▶ **Provided data**:
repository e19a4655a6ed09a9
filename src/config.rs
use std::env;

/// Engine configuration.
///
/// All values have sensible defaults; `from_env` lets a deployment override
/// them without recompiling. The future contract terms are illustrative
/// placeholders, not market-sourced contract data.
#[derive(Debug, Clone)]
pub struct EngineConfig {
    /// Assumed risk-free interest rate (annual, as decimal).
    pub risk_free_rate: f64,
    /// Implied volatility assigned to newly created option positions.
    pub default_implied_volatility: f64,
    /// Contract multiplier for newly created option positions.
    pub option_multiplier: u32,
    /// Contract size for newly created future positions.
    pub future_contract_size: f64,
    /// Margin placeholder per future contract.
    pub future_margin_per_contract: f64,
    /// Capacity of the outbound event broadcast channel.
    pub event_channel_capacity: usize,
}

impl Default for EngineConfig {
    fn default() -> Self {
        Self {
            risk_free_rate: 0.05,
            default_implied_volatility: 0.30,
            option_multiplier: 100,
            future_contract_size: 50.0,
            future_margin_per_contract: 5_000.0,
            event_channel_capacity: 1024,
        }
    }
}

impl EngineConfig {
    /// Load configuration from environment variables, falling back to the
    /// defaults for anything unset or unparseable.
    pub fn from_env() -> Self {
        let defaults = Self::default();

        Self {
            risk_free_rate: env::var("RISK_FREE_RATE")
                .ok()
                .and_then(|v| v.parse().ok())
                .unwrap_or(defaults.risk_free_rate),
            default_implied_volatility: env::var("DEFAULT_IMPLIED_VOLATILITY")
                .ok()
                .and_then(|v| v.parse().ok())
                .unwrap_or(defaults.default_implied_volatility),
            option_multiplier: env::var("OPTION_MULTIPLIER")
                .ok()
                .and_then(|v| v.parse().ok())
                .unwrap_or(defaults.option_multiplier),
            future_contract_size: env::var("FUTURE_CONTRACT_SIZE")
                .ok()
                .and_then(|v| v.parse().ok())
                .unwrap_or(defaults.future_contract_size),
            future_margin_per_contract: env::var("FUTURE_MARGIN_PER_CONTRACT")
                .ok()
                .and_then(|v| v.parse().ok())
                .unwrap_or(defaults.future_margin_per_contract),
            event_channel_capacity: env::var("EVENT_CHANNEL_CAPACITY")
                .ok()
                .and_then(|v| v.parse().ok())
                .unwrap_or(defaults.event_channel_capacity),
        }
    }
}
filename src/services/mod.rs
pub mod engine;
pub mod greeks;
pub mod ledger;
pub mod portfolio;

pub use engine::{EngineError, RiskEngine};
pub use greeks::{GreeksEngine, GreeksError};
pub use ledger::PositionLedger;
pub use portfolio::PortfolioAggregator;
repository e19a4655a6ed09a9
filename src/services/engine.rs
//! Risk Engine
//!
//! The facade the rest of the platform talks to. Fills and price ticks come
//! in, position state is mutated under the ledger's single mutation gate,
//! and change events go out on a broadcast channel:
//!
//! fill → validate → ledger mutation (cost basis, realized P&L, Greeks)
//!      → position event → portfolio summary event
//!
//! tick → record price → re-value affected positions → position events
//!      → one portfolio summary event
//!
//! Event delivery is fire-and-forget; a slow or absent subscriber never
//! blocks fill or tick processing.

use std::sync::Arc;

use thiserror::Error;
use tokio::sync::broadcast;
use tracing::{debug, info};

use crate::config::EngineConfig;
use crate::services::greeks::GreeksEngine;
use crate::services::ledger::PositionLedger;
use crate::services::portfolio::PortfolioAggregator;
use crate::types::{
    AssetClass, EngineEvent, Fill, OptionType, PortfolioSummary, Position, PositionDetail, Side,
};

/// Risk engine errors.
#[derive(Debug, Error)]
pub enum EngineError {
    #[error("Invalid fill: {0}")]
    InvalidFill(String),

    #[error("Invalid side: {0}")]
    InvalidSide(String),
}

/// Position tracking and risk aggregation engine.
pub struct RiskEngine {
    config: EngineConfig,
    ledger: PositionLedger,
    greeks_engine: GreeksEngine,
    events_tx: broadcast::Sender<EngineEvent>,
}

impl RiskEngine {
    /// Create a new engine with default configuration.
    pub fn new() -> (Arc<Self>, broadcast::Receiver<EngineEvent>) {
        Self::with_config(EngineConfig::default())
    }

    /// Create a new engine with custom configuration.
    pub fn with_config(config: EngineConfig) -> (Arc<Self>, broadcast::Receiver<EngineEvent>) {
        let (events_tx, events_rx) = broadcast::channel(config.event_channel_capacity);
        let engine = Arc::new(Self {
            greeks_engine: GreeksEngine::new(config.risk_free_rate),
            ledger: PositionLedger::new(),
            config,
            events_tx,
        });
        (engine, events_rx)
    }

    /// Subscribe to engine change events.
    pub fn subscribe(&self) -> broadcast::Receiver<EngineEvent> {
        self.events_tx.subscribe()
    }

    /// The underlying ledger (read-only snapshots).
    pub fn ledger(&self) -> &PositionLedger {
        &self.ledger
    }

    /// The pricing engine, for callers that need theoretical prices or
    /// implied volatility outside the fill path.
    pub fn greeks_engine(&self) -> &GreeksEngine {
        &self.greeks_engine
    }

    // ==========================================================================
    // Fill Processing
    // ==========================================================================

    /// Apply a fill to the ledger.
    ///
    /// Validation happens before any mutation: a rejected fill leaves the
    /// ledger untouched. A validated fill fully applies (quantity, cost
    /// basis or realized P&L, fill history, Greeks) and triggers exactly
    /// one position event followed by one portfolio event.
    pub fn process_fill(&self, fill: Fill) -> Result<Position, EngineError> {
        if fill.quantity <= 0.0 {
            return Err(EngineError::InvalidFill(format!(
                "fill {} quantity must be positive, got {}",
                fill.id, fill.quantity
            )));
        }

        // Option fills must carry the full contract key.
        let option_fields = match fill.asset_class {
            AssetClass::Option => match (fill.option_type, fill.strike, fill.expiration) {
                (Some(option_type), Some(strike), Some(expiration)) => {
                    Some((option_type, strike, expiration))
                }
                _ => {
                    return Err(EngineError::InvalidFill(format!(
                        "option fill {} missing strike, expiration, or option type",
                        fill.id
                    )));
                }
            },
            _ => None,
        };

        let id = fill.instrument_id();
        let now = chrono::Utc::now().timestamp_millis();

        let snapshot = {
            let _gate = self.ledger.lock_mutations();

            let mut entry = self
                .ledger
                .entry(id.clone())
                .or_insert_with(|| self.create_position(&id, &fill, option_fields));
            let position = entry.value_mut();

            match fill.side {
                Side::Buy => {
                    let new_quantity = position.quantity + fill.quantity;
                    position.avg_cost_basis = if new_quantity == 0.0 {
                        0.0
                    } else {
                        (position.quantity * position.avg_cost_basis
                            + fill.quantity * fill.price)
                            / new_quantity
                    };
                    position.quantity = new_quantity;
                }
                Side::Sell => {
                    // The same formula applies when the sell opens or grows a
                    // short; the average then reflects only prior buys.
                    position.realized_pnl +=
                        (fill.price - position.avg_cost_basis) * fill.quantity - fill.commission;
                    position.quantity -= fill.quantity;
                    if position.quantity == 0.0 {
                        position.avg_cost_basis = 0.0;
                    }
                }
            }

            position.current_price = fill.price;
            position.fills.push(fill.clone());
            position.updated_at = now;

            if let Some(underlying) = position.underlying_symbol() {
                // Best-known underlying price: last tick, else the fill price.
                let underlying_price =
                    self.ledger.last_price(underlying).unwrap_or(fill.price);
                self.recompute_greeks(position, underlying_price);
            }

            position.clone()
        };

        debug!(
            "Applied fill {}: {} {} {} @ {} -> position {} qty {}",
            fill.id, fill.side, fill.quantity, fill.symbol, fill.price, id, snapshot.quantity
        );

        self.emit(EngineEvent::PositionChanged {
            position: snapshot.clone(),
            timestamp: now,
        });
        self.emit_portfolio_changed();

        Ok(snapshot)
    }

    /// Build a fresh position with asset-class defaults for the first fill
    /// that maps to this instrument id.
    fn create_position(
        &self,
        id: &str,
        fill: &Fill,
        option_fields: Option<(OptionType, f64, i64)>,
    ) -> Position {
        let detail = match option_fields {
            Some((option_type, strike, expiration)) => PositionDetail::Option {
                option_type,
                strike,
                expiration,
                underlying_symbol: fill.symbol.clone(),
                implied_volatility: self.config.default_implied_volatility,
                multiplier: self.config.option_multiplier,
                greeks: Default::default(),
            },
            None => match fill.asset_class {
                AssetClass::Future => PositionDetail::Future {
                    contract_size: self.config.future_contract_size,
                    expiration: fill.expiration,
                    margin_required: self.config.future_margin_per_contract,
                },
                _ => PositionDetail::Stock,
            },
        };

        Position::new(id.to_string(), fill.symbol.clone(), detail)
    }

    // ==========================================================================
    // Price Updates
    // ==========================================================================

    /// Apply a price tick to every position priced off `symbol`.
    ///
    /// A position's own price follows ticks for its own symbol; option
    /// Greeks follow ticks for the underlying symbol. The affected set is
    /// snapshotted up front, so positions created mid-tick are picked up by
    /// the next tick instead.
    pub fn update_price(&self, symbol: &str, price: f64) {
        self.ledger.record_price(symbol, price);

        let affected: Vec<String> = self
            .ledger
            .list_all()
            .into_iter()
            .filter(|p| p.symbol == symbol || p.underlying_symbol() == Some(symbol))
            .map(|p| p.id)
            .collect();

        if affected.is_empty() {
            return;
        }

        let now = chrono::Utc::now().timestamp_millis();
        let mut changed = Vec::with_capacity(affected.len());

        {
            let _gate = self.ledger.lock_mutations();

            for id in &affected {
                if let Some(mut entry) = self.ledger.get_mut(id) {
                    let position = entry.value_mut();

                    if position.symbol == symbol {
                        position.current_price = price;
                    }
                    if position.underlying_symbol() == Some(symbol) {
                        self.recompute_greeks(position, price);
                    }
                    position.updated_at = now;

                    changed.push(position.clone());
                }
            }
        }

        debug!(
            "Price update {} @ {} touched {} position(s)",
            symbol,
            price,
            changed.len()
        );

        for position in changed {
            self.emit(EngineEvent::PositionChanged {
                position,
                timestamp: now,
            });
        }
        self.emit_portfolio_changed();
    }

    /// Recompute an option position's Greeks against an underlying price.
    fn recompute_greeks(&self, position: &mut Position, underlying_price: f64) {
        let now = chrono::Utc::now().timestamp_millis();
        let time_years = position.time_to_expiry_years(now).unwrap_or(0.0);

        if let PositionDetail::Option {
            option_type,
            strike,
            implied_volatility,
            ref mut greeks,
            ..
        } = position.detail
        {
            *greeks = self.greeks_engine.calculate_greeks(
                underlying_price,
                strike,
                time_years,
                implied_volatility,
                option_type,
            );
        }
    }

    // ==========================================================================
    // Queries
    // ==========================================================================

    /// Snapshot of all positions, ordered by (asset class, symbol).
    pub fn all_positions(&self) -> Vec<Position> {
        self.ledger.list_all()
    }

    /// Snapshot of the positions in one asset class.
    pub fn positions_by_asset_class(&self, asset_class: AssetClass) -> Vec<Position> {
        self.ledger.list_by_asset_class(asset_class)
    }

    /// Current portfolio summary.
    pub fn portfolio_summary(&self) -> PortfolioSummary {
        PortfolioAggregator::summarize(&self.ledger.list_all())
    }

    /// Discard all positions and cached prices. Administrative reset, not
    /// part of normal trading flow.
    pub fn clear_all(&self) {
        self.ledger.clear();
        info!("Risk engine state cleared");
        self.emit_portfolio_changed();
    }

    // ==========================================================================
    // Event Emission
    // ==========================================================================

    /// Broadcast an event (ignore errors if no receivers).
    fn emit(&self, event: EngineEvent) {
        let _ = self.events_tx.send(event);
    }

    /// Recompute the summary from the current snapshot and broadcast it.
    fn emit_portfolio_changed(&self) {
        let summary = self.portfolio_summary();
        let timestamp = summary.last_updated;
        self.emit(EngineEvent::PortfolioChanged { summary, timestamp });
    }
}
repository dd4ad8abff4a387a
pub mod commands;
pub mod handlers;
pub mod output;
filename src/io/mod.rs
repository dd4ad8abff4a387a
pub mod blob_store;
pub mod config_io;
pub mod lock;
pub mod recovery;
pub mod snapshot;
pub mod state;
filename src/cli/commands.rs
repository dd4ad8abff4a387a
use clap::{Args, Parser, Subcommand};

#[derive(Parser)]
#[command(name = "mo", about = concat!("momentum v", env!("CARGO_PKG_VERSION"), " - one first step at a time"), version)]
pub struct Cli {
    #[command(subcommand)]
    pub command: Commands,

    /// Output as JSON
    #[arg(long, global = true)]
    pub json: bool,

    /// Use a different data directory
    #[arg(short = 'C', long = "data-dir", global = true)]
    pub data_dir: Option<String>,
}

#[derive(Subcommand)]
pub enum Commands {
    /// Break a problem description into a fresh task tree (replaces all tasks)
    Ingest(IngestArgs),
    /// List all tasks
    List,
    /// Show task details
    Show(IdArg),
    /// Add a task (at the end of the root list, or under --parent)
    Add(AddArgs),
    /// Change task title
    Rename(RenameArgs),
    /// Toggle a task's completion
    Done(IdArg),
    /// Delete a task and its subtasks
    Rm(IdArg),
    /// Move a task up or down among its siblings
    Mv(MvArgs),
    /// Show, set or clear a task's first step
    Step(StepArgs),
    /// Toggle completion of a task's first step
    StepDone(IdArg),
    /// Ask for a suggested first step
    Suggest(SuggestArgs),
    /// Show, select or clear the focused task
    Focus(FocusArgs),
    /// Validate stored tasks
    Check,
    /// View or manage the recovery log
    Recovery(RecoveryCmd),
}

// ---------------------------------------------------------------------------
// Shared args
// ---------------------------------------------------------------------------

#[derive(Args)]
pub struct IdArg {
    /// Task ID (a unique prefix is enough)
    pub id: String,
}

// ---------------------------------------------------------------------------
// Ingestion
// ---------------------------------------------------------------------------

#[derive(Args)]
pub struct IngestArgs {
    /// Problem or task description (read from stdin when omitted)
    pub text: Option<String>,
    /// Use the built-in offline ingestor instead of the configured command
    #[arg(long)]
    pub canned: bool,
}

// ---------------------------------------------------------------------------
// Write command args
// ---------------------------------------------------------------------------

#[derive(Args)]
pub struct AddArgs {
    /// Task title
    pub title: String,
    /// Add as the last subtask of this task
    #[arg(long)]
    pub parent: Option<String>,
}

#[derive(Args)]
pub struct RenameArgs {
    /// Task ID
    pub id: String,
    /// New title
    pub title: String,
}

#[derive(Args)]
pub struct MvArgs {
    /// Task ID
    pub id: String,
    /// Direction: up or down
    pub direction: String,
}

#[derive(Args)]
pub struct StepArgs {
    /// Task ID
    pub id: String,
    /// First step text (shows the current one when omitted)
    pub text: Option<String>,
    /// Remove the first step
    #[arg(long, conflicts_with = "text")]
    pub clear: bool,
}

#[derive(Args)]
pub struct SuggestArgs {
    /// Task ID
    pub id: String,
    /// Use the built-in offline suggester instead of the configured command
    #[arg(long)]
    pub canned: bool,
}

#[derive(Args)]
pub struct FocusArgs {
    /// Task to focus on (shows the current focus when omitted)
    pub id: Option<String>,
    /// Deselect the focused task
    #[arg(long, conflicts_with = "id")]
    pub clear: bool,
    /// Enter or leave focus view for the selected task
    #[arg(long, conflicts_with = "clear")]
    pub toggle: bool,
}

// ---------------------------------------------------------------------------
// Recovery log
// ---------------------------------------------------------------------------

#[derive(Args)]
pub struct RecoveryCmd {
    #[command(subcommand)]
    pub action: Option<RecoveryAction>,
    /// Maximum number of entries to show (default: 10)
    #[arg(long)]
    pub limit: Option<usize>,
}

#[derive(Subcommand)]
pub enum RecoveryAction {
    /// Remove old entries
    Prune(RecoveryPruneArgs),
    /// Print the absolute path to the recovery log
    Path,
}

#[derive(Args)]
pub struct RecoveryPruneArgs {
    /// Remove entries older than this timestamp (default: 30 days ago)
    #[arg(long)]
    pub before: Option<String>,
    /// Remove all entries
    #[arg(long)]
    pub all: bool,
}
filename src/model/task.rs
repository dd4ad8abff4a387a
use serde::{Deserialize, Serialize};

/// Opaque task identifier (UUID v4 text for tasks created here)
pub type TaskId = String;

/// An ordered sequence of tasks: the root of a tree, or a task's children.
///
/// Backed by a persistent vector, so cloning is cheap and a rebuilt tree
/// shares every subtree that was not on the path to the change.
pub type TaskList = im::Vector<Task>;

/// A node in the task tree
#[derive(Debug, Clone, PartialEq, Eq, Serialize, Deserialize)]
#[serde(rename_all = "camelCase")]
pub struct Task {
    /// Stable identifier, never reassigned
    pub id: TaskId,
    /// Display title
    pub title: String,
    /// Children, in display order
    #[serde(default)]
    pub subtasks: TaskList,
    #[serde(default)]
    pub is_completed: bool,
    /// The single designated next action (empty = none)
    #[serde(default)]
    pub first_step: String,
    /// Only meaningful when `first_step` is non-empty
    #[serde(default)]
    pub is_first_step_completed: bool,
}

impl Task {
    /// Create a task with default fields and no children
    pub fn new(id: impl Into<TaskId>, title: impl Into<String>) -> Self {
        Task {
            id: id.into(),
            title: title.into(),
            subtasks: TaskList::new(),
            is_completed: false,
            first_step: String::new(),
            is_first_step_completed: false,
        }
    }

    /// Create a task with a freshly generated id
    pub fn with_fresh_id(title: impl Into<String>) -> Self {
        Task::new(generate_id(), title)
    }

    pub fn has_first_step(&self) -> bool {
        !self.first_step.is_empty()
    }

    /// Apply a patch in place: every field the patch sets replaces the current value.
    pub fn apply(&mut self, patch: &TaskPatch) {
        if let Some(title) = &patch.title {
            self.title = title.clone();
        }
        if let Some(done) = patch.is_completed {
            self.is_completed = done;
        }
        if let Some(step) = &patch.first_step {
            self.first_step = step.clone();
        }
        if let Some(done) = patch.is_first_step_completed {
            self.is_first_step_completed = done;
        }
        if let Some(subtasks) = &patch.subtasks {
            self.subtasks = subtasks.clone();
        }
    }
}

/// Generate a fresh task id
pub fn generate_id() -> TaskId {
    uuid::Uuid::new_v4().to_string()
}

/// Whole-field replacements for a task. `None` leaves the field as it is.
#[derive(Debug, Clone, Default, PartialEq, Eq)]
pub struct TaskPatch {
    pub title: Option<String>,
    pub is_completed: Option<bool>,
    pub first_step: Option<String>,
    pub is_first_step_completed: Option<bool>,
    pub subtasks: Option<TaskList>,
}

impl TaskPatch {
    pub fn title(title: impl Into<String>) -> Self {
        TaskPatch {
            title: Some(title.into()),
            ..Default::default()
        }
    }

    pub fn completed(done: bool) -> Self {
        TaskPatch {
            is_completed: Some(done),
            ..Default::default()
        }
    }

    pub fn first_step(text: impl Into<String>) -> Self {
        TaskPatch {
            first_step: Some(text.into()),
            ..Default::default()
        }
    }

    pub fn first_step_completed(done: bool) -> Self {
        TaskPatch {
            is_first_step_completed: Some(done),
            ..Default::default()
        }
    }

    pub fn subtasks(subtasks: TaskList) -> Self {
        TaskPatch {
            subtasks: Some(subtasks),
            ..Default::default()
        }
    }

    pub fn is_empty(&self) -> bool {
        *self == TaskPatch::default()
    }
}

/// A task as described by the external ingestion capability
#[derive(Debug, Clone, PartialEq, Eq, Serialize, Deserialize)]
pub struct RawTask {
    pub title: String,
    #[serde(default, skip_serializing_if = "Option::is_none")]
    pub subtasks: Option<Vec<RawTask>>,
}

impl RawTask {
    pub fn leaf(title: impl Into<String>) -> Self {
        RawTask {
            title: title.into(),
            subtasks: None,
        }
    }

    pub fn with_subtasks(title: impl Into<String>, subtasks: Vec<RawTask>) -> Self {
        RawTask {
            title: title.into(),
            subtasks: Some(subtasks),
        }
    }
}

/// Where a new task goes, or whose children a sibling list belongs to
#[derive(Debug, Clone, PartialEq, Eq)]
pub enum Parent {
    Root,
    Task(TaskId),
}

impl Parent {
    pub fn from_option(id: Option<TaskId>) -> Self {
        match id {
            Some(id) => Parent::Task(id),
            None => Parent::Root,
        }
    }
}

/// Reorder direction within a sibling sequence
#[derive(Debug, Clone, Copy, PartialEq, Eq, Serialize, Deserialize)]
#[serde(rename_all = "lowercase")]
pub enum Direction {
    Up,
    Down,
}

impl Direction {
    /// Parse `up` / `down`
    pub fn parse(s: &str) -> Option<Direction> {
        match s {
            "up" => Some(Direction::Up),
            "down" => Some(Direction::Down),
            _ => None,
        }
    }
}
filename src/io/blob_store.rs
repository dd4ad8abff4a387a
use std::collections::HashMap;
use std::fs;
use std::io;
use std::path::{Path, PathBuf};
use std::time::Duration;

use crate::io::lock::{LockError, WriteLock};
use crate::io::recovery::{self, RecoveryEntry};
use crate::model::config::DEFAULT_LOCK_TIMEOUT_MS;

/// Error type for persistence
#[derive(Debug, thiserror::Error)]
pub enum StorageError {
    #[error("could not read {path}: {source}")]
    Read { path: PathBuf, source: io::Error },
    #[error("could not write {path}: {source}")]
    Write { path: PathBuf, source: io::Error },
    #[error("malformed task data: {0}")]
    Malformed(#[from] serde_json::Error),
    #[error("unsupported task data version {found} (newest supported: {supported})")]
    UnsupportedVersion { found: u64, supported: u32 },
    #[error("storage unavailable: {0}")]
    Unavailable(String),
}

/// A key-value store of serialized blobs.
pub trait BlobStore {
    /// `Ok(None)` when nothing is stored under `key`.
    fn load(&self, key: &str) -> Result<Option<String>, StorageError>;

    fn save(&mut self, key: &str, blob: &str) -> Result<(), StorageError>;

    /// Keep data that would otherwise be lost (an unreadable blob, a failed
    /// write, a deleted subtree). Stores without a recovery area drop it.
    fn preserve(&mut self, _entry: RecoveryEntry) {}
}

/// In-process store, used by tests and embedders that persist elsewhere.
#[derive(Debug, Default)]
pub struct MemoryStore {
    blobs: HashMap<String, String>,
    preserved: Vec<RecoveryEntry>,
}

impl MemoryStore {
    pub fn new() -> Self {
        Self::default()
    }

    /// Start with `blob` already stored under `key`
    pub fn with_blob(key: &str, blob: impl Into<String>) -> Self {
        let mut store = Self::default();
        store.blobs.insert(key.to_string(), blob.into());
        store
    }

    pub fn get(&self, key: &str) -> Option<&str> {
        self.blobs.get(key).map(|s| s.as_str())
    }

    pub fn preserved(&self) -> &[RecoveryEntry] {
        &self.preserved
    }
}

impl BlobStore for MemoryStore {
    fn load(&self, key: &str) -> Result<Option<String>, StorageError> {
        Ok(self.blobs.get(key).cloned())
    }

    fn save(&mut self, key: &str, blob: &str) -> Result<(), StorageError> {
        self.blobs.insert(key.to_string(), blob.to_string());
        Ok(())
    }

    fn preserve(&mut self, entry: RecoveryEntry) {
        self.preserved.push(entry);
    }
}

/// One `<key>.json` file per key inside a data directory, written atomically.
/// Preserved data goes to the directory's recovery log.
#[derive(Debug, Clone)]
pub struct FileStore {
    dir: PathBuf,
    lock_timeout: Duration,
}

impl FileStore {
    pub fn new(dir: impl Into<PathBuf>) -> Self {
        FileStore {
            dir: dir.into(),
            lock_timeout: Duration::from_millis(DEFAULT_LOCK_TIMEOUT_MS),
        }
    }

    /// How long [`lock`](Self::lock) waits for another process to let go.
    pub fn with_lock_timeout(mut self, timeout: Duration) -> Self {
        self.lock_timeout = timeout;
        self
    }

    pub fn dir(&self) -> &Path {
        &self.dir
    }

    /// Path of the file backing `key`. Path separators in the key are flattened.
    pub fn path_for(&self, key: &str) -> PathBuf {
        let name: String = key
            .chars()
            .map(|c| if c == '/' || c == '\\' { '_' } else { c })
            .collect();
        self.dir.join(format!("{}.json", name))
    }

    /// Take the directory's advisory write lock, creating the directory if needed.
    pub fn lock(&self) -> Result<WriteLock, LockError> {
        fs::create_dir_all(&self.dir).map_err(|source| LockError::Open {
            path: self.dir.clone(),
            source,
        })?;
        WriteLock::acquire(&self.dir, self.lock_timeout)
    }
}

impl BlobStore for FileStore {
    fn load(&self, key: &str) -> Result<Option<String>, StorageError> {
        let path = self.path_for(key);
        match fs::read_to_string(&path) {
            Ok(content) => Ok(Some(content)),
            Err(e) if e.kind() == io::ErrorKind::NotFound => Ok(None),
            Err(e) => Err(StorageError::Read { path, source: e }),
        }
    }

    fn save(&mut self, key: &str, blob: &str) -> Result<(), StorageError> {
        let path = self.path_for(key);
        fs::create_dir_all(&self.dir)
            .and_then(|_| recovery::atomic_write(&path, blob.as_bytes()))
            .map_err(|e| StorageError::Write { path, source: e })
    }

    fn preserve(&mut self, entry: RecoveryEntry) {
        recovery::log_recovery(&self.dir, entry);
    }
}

▶ **Exercise objective**:
Review the material and copy each line in which the word "FocusArgs" appears.

▶ **Exercise output**:
    Focus(FocusArgs),
pub struct FocusArgs {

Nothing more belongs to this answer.